What is required -> Find how many lines of the following entries contain "Display". Reply with the number alone.

START Dataset extract

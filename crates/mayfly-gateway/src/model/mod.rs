mod health;
mod paste;
mod url;

pub use health::HealthResponse;
pub use paste::{CreatePasteRequest, RecentPastesQuery};
pub use url::{CreateUrlRequest, ShortUrlResponse};

use crate::error::{AppError, Result};

/// Hours must be at least one and fit the manager's `u32`.
fn validate_expire_in(expire_in: Option<i64>) -> Result<Option<u32>> {
    match expire_in {
        None => Ok(None),
        Some(hours) if hours < 1 => Err(AppError::Validation(
            "expire_in must be at least 1 hour".to_string(),
        )),
        Some(hours) => u32::try_from(hours)
            .map(Some)
            .map_err(|_| AppError::Validation(format!("expire_in is too large: {hours}"))),
    }
}
//! HTTP boundary for the Mayfly shortener and pastebin.
//!
//! The router lives in [`app`]; request validation lives next to the request
//! types in [`model`]. Everything else is wiring: shared [`state`], the
//! [`error`] mapping to status codes, the request [`middleware`] and the
//! background [`sweeper`].

pub mod app;
pub mod error;
pub mod extract;
pub mod handlers;
pub mod middleware;
pub mod model;
pub mod state;
pub mod sweeper;
pub mod telemetry;

pub use app::App;
pub use error::AppError;
pub use state::AppState;
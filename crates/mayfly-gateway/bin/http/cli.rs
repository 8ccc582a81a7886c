use clap::{Parser, ValueEnum};
use mayfly_gateway::telemetry::LogFormat;
use std::fmt::{Display, Formatter};
use std::net::SocketAddr;
use std::time::Duration;

pub const LISTEN_ADDR_ENV: &str = "MAYFLY_LISTEN_ADDR";
pub const PUBLIC_BASE_URL_ENV: &str = "MAYFLY_PUBLIC_BASE_URL";
pub const STORAGE_BACKEND_ENV: &str = "MAYFLY_STORAGE_BACKEND";
pub const MYSQL_DSN_ENV: &str = "MAYFLY_MYSQL_DSN";
pub const SWEEP_INTERVAL_ENV: &str = "MAYFLY_SWEEP_INTERVAL_SECS";
pub const REQUEST_TIMEOUT_ENV: &str = "MAYFLY_REQUEST_TIMEOUT_SECS";
pub const CODE_ATTEMPTS_ENV: &str = "MAYFLY_CODE_ATTEMPTS";
pub const CLICK_TIMEOUT_ENV: &str = "MAYFLY_CLICK_TIMEOUT_MS";
pub const PASTE_EXPIRY_HOURS_ENV: &str = "MAYFLY_PASTE_EXPIRY_HOURS";
pub const LOG_FORMAT_ENV: &str = "MAYFLY_LOG_FORMAT";

pub const DEFAULT_LISTEN_ADDR: &str = "127.0.0.1:8080";
pub const DEFAULT_PUBLIC_BASE_URL: &str = "http://127.0.0.1:8080";

#[derive(Debug, Clone, Copy, PartialEq, Eq, ValueEnum)]
pub enum StorageBackendArg {
    #[value(name = "in-memory")]
    InMemory,
    #[value(name = "mysql")]
    Mysql,
}

impl Display for StorageBackendArg {
    fn fmt(&self, f: &mut Formatter<'_>) -> std::fmt::Result {
        match self {
            StorageBackendArg::InMemory => write!(f, "in-memory"),
            StorageBackendArg::Mysql => write!(f, "mysql"),
        }
    }
}

#[derive(Debug, Parser)]
#[command(name = "mayfly", about = "URL shortener and pastebin HTTP server")]
pub struct CLI {
    #[arg(long, env = LISTEN_ADDR_ENV, default_value = DEFAULT_LISTEN_ADDR)]
    pub listen_addr: SocketAddr,

    /// Prefix of the `short_url` links handed out on creation.
    #[arg(long, env = PUBLIC_BASE_URL_ENV, default_value = DEFAULT_PUBLIC_BASE_URL)]
    pub public_base_url: String,

    #[arg(
        long,
        env = STORAGE_BACKEND_ENV,
        value_enum,
        default_value_t = StorageBackendArg::InMemory
    )]
    pub storage: StorageBackendArg,

    #[arg(long, env = MYSQL_DSN_ENV, required_if_eq("storage", "mysql"))]
    pub mysql_dsn: Option<String>,

    /// Seconds between expiration sweeps; 0 disables the sweeper.
    #[arg(long, env = SWEEP_INTERVAL_ENV, default_value_t = 300)]
    pub sweep_interval_secs: u64,

    #[arg(long, env = REQUEST_TIMEOUT_ENV, default_value_t = 15)]
    pub request_timeout_secs: u64,

    /// Generated short codes tried before a collision is reported.
    #[arg(
        long,
        env = CODE_ATTEMPTS_ENV,
        default_value_t = 1,
        value_parser = clap::value_parser!(u32).range(1..)
    )]
    pub code_attempts: u32,

    /// Milliseconds a redirect waits for click recording before skipping it.
    #[arg(long, env = CLICK_TIMEOUT_ENV, default_value_t = 2_000)]
    pub click_timeout_ms: u64,

    /// Lifetime of pastes created without `expire_in`.
    #[arg(
        long,
        env = PASTE_EXPIRY_HOURS_ENV,
        default_value_t = 24,
        value_parser = clap::value_parser!(u32).range(1..)
    )]
    pub paste_expiry_hours: u32,

    #[arg(long, env = LOG_FORMAT_ENV, value_enum, default_value_t = LogFormat::Pretty)]
    pub log_format: LogFormat,
}

impl CLI {
    pub fn request_timeout(&self) -> Duration {
        Duration::from_secs(self.request_timeout_secs)
    }

    /// The configured click timeout, capped at half the request deadline.
    pub fn click_timeout(&self) -> Duration {
        Duration::from_millis(self.click_timeout_ms).min(self.request_timeout() / 2)
    }
}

END Dataset extract

Response area -> 2